Alternatives of entanglement depth and metrological entanglement criteria
Szilárd Szalay, Géza Tóth
TL;DR
The article develops a unified framework for one-parameter families of multipartite entanglement, introducing f-entanglement properties and f-entanglement depth to generalize concepts like partitionability, producibility, and stretchability. It shows how quantum Fisher information bounds can be expressed through these depths, with squareability emerging as the natural metrological resource and the formation-based depths providing stronger, convex bounds. By incorporating entropy-based generator functions and dominance-monotone properties, the authors derive metrological criteria that bound not only the maximal entangled subsystem size but also the average size of entangled subsystems in a mixture.
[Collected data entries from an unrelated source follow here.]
//! # Muhimmath
//!
//! Results site, poster renderer and admin tool for the Muhimmath arts fest.
//! The hosted data service is the data source: results, teams, news, gallery
//! and about content are read from it, and every result becomes a set of
//! shareable winner posters.
//!
//! # Architecture: Three-Stage Pipeline
//!
//! The site is built in three independent stages, each producing a JSON file
//! that the next stage consumes:
//!
//! ```text
//! 1. Fetch     gateway   →  snapshot.json          (service → structured data)
//! 2. Posters   snapshot  →  processed/             (SVG posters → PNG)
//! 3. Generate  manifest  →  dist/                  (final HTML site)
//! ```
//!
//! A failed query never stops the build. The snapshot records the failure
//! per collection and the affected page shows a connection-error banner.
//!
//! # Module Map
//!
//! | Module | Role |
//! |--------|------|
//! | [`fetch`] | Stage 1: pulls every collection into a snapshot |
//! | [`process`] | Stage 2: renders every poster style of every program to PNG |
//! | [`generate`] | Stage 3: renders the HTML site from the processed manifest using Maud |
//! | [`gateway`] | Data service access: the `Gateway` trait, REST and in-memory gateways, auth |
//! | [`aggregate`] | Programs from result rows, podiums, team ranking |
//! | [`poster`] | The five poster layouts as SVG |
//! | [`export`] | SVG → PNG rasterization, atomic writes, sharing with clipboard fallback |
//! | [`view`] | Per-screen results state: year, tab, search, poster viewer |
//! | [`admin`] | Admin write operations over any gateway |
//! | [`cache`] | Content-addressed poster cache for incremental builds |
//! | [`config`] | `config.toml` loading, validation, merging and CSS generation |
//! | [`types`] | Rows and shared types serialized between stages |
//! | [`naming`] | Download filenames and URL-safe path segments |
//! | [`output`] | CLI output formatting for every stage and command |
//!
//! # Design Decisions
//!
//! ## Static Output
//!
//! The public site is plain HTML with one small script. Results change a few
//! times a day during the fest; rebuilding on change is cheaper than serving
//! every visitor from the data service, and a rebuilt site keeps working when
//! the service is down.
//!
//! ## Posters as SVG
//!
//! Posters are generated as SVG with Maud and rasterized with resvg. The
//! layout is testable as text, and the PNG is identical on every machine
//! given the same fonts.
//!
//! ## Background Activation
//!
//! Exactly one homepage background should be active. The stock behavior
//! issues two writes (deactivate all, activate one), which can leave zero
//! active rows if the second fails. `[gateway] activation = "atomic"` moves
//! the swap into a single stored function call instead.

pub mod admin;
pub mod aggregate;
pub mod cache;
pub mod config;
pub mod export;
pub mod fetch;
pub mod gateway;
pub mod generate;
pub mod naming;
pub mod output;
pub mod poster;
pub mod process;
pub mod types;
pub mod view;

#[cfg(test)]
pub(crate) mod test_helpers;
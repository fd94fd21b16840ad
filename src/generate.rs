//! HTML site generation.
//!
//! Stage 3 of the build pipeline. Takes the processed manifest (snapshot plus
//! poster index) and writes the final static site.
//!
//! ## Generated Pages
//!
//! - **Home** (`/index.html`): active background hero, latest gallery items
//!   and latest published news
//! - **Results** (`/results/{year}/index.html`): programs and teams tabs,
//!   search, year selector and the poster viewer
//! - **News** (`/news.html`, `/news/{id}.html`): featured and regular
//!   articles, each article rendered from markdown
//! - **Gallery** (`/gallery.html`): category filter and search
//! - **About** (`/about.html`): about sections and team members
//!
//! A collection whose query failed renders a "Connection Error" banner in
//! place of its content; the rest of the page is still produced.
//!
//! ## Output Structure
//!
//! ```text
//! dist/
//! ├── index.html
//! ├── about.html
//! ├── gallery.html
//! ├── news.html
//! ├── news/{id}.html
//! ├── results/2025/index.html
//! ├── posters/2025/001-arabic-song--junior/style-1.png
//! └── assets/                      # Copied from the site directory
//! ```
//!
//! ## CSS and JavaScript
//!
//! Static assets are embedded at compile time:
//! - `static/style.css`: Base styles (colors injected from config)
//! - `static/site.js`: Results tabs, search, poster viewer, sharing and the
//!   news/gallery filters

use crate::aggregate::{Podium, RankedTeam};
use crate::config::{self, SiteConfig};
use crate::export::SharePayload;
use crate::naming::{path_segment, poster_filename};
use crate::poster::PosterStyle;
use crate::process::{ProcessedManifest, ProgramPosters};
use crate::types::{
    BackgroundKind, GalleryItem, HomepageBackground, Loaded, NewsItem, Program, TeamMember,
};
use crate::view::{ResultsView, Tab, ViewState};
use chrono::{DateTime, Utc};
use maud::{DOCTYPE, Markup, PreEscaped, html};
use pulldown_cmark::{Parser, html as md_html};
use std::collections::BTreeMap;
use std::fs;
use std::path::Path;
use thiserror::Error;
use walkdir::WalkDir;
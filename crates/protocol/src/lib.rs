//! Wire schemas for the dashboard backend.
//!
//! This module defines explicit serde types for the four remote responses:
//! - `GET /api/states`
//! - `GET /api/districts?state={id}`
//! - `GET /api/mnrega?state={id}&district={name}`
//! - `GET /api/nearest-district?lat={f}&lon={f}`
//!
//! Payloads are validated before acceptance: a response missing a required
//! field is rejected whole as `ApiError::Invalid`, never partially applied.
//! The backend is loose about id types (numbers in some tables, strings in
//! others), so ids are normalized to strings on decode.

use catalog::{District, Region};
use metrics::{HistoryPoint, MetricsSnapshot, MonthMetrics};
use serde::{Deserialize, Deserializer};

#[derive(Debug, Clone, PartialEq, Eq)]
pub enum ApiError {
    /// Transport-level failure (connect, status, timeout).
    Http(String),
    /// Body was not the expected JSON shape.
    Decode(String),
    /// JSON decoded but required fields were missing or empty.
    Invalid(String),
}

impl std::fmt::Display for ApiError {
    fn fmt(&self, f: &mut std::fmt::Formatter<'_>) -> std::fmt::Result {
        match self {
            ApiError::Http(msg) => write!(f, "request failed: {msg}"),
            ApiError::Decode(msg) => write!(f, "malformed response: {msg}"),
            ApiError::Invalid(msg) => write!(f, "response missing required fields: {msg}"),
        }
    }
}

impl std::error::Error for ApiError {}

/// Id fields arrive as JSON numbers or strings depending on the table.
#[derive(Debug, Clone, Deserialize)]
#[serde(untagged)]
enum RawId {
    Num(i64),
    Text(String),
}

impl RawId {
    fn into_string(self) -> String {
        match self {
            RawId::Num(n) => n.to_string(),
            RawId::Text(s) => s,
        }
    }
}

fn id_string<'de, D>(de: D) -> Result<String, D::Error>
where
    D: Deserializer<'de>,
{
    Ok(RawId::deserialize(de)?.into_string())
}

fn opt_id_string<'de, D>(de: D) -> Result<Option<String>, D::Error>
where
    D: Deserializer<'de>,
{
    Ok(Option::<RawId>::deserialize(de)?.map(RawId::into_string))
}

#[derive(Debug, Clone, Deserialize)]
pub struct StatePayload {
    #[serde(deserialize_with = "id_string")]
    pub id: String,
    #[serde(default)]
    pub name_en: String,
    #[serde(default)]
    pub name_hi: String,
}

#[derive(Debug, Clone, Deserialize)]
pub struct DistrictPayload {
    #[serde(default, deserialize_with = "opt_id_string")]
    pub id: Option<String>,
    #[serde(default, deserialize_with = "opt_id_string")]
    pub code: Option<String>,
    #[serde(default)]
    pub name_en: String,
    #[serde(default)]
    pub name_hi: String,
}

#[derive(Debug, Clone, Default, Deserialize)]
pub struct NearestDistrictPayload {
    #[serde(default, deserialize_with = "opt_id_string")]
    pub state_id: Option<String>,
    #[serde(default)]
    pub state_name_en: String,
    #[serde(default)]
    pub district_name_en: String,
    #[serde(default, deserialize_with = "opt_id_string")]
    pub district_id: Option<String>,
}

/// A nearest-region lookup that passed validation: both routing fields are
/// guaranteed non-empty.
#[derive(Debug, Clone, PartialEq, Eq)]
pub struct NearestRegion {
    pub state_id: String,
    pub state_name_en: String,
    pub district_id: Option<String>,
    pub district_name_en: String,
}

#[derive(Debug, Clone, Deserialize)]
pub struct MonthPayload {
    #[serde(default)]
    pub families_worked: Option<i64>,
    #[serde(default)]
    pub avg_wage: Option<f64>,
    #[serde(default)]
    pub total_days: Option<i64>,
}

#[derive(Debug, Clone, Deserialize)]
pub struct HistoryPayload {
    #[serde(default, deserialize_with = "opt_id_string")]
    pub month: Option<String>,
    #[serde(default)]
    pub families: Option<i64>,
}

/// The mnrega response carries extra fields (e.g. `districtName_hi`); they
/// are ignored here.
#[derive(Debug, Clone, Deserialize)]
pub struct MetricsPayload {
    #[serde(default, rename = "currentMonth")]
    pub current_month: Option<MonthPayload>,
    #[serde(default, rename = "prevMonth")]
    pub prev_month: Option<MonthPayload>,
    #[serde(default)]
    pub history: Option<Vec<HistoryPayload>>,
}

pub fn parse_states(body: &str) -> Result<Vec<Region>, ApiError> {
    let payload: Vec<StatePayload> =
        serde_json::from_str(body).map_err(|e| ApiError::Decode(e.to_string()))?;
    validate_states(payload)
}

pub fn validate_states(payload: Vec<StatePayload>) -> Result<Vec<Region>, ApiError> {
    payload
        .into_iter()
        .map(|p| {
            if p.id.trim().is_empty() {
                return Err(ApiError::Invalid("state row without id".to_string()));
            }
            if p.name_en.trim().is_empty() {
                return Err(ApiError::Invalid(format!("state {} without name_en", p.id)));
            }
            Ok(Region {
                id: p.id,
                name_en: p.name_en,
                name_hi: p.name_hi,
            })
        })
        .collect()
}

pub fn parse_districts(body: &str) -> Result<Vec<District>, ApiError> {
    let payload: Vec<DistrictPayload> =
        serde_json::from_str(body).map_err(|e| ApiError::Decode(e.to_string()))?;
    validate_districts(payload)
}

pub fn validate_districts(payload: Vec<DistrictPayload>) -> Result<Vec<District>, ApiError> {
    payload
        .into_iter()
        .map(|p| {
            // The server keys districts by `id` in one table and `code` in
            // another; either satisfies the schema.
            let code = p
                .id
                .filter(|c| !c.trim().is_empty())
                .or_else(|| p.code.filter(|c| !c.trim().is_empty()))
                .ok_or_else(|| ApiError::Invalid("district row without id or code".to_string()))?;
            if p.name_en.trim().is_empty() {
                return Err(ApiError::Invalid(format!(
                    "district {code} without name_en"
                )));
            }
            Ok(District {
                code,
                name_en: p.name_en,
                name_hi: p.name_hi,
            })
        })
        .collect()
}

pub fn parse_nearest(body: &str) -> Result<NearestRegion, ApiError> {
    let payload: NearestDistrictPayload =
        serde_json::from_str(body).map_err(|e| ApiError::Decode(e.to_string()))?;
    validate_nearest(payload)
}

/// An empty or partial object signals "no match"; both routing fields must be
/// non-empty for the lookup to count as resolved.
pub fn validate_nearest(payload: NearestDistrictPayload) -> Result<NearestRegion, ApiError> {
    let state_id = payload
        .state_id
        .filter(|s| !s.trim().is_empty())
        .ok_or_else(|| ApiError::Invalid("nearest-district without state_id".to_string()))?;
    if payload.district_name_en.trim().is_empty() {
        return Err(ApiError::Invalid(
            "nearest-district without district_name_en".to_string(),
        ));
    }
    Ok(NearestRegion {
        state_id,
        state_name_en: payload.state_name_en,
        district_id: payload.district_id,
        district_name_en: payload.district_name_en,
    })
}

pub fn parse_metrics(body: &str) -> Result<MetricsSnapshot, ApiError> {
    let payload: MetricsPayload =
        serde_json::from_str(body).map_err(|e| ApiError::Decode(e.to_string()))?;
    validate_metrics(payload)
}

pub fn validate_metrics(payload: MetricsPayload) -> Result<MetricsSnapshot, ApiError> {
    let current_month = month(payload.current_month, "currentMonth")?;
    let prev_month = month(payload.prev_month, "prevMonth")?;
    let history = payload
        .history
        .ok_or_else(|| ApiError::Invalid("metrics without history".to_string()))?
        .into_iter()
        .map(|p| {
            Ok(HistoryPoint {
                month: p
                    .month
                    .filter(|m| !m.trim().is_empty())
                    .ok_or_else(|| ApiError::Invalid("history point without month".to_string()))?,
                families: p
                    .families
                    .ok_or_else(|| ApiError::Invalid("history point without families".to_string()))?,
            })
        })
        .collect::<Result<Vec<_>, ApiError>>()?;

    Ok(MetricsSnapshot {
        current_month,
        prev_month,
        history,
    })
}

fn month(payload: Option<MonthPayload>, field: &str) -> Result<MonthMetrics, ApiError> {
    let p = payload.ok_or_else(|| ApiError::Invalid(format!("metrics without {field}")))?;
    Ok(MonthMetrics {
        families_worked: p
            .families_worked
            .ok_or_else(|| ApiError::Invalid(format!("{field} without families_worked")))?,
        avg_wage: p
            .avg_wage
            .ok_or_else(|| ApiError::Invalid(format!("{field} without avg_wage")))?,
        total_days: p
            .total_days
            .ok_or_else(|| ApiError::Invalid(format!("{field} without total_days")))?,
    })
}

#[cfg(test)]
mod tests {
    use super::{ApiError, parse_districts, parse_metrics, parse_nearest, parse_states};
    use pretty_assertions::assert_eq;

    #[test]
    fn numeric_state_ids_are_normalized_to_strings() {
        let states =
            parse_states(r#"[{"id": 29, "name_en": "Karnataka", "name_hi": "कर्नाटक"}]"#).unwrap();
        assert_eq!(states[0].id, "29");
        assert_eq!(states[0].name_en, "Karnataka");
    }

    #[test]
    fn state_without_name_is_invalid() {
        let err = parse_states(r#"[{"id": "29"}]"#).unwrap_err();
        assert!(matches!(err, ApiError::Invalid(_)));
    }

    #[test]
    fn district_accepts_id_or_code() {
        let by_id = parse_districts(r#"[{"id": 7, "name_en": "Mysuru", "name_hi": "x"}]"#).unwrap();
        assert_eq!(by_id[0].code, "7");

        let by_code =
            parse_districts(r#"[{"code": "MYS", "name_en": "Mysuru", "name_hi": "x"}]"#).unwrap();
        assert_eq!(by_code[0].code, "MYS");
    }

    #[test]
    fn district_without_any_id_is_invalid() {
        let err = parse_districts(r#"[{"name_en": "Mysuru"}]"#).unwrap_err();
        assert!(matches!(err, ApiError::Invalid(_)));
    }

    #[test]
    fn nearest_with_empty_state_id_is_invalid() {
        let err = parse_nearest(r#"{"state_id": "", "district_name_en": "X"}"#).unwrap_err();
        assert!(matches!(err, ApiError::Invalid(_)));
    }

    #[test]
    fn nearest_empty_object_is_invalid_not_a_crash() {
        let err = parse_nearest("{}").unwrap_err();
        assert!(matches!(err, ApiError::Invalid(_)));
    }

    #[test]
    fn nearest_full_payload_resolves() {
        let near = parse_nearest(
            r#"{"state_id": 29, "state_name_en": "Karnataka",
                "district_name_en": "Mysuru", "district_id": 7}"#,
        )
        .unwrap();
        assert_eq!(near.state_id, "29");
        assert_eq!(near.district_name_en, "Mysuru");
        assert_eq!(near.district_id.as_deref(), Some("7"));
    }

    #[test]
    fn metrics_payload_round_trips_with_extra_fields() {
        let snap = parse_metrics(
            r#"{
                "districtName_hi": "मैसूरु",
                "currentMonth": {"families_worked": 120, "avg_wage": 245.5, "total_days": 900,
                                 "year": 2025, "month": 11},
                "prevMonth": {"families_worked": 100, "avg_wage": 240.0, "total_days": 850},
                "history": [{"month": "Jun", "families": 80}, {"month": 7, "families": 90}]
            }"#,
        )
        .unwrap();
        assert_eq!(snap.current_month.families_worked, 120);
        assert_eq!(snap.prev_month.avg_wage, 240.0);
        assert_eq!(snap.history.len(), 2);
        // Numeric month labels are normalized like ids.
        assert_eq!(snap.history[1].month, "7");
    }

    #[test]
    fn metrics_missing_prev_month_is_invalid() {
        let err = parse_metrics(
            r#"{"currentMonth": {"families_worked": 1, "avg_wage": 1.0, "total_days": 1},
                "history": []}"#,
        )
        .unwrap_err();
        assert!(matches!(err, ApiError::Invalid(_)));
    }

    #[test]
    fn non_json_body_is_a_decode_error() {
        let err = parse_states("<html>502</html>").unwrap_err();
        assert!(matches!(err, ApiError::Decode(_)));
    }
}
The work connects metrology with a rich lattice of entanglement classifications, offering tools for tighter experimental bounds and a deeper understanding of how entanglement structure influences precision in quantum sensing.
Abstract
We work out the general theory of one-parameter families of partial entanglement properties and the resulting entanglement depth-like quantities. Special cases of these are the depth of partitionability, the depth of producibility (or simply entanglement depth) and the depth of stretchability, which are based on one-parameter families of partial entanglement properties known earlier. We also construct some further physically meaningful properties, for instance the squareability, the toughness, the degree of freedom, and also several ones of entropic motivation. Metrological multipartite entanglement criteria with the quantum Fisher information fit naturally into this framework. Here we formulate these for the depth of squareability, which therefore turns out to be the natural choice, leading to stronger bounds than the usual entanglement depth. Namely, the quantum Fisher information turns out to provide a lower bound not only on the maximal size of entangled subsystems, but also on the average size of entangled subsystems for a random choice of elementary subsystems. We also formulate criteria with convex quantities for both cases, which are much stronger than the original ones. In particular, the quantum Fisher information puts a lower bound on the average size of entangled subsystems. We also argue that one-parameter partial entanglement properties, which carry entropic meaning, are more suitable for the purpose of defining metrological bounds.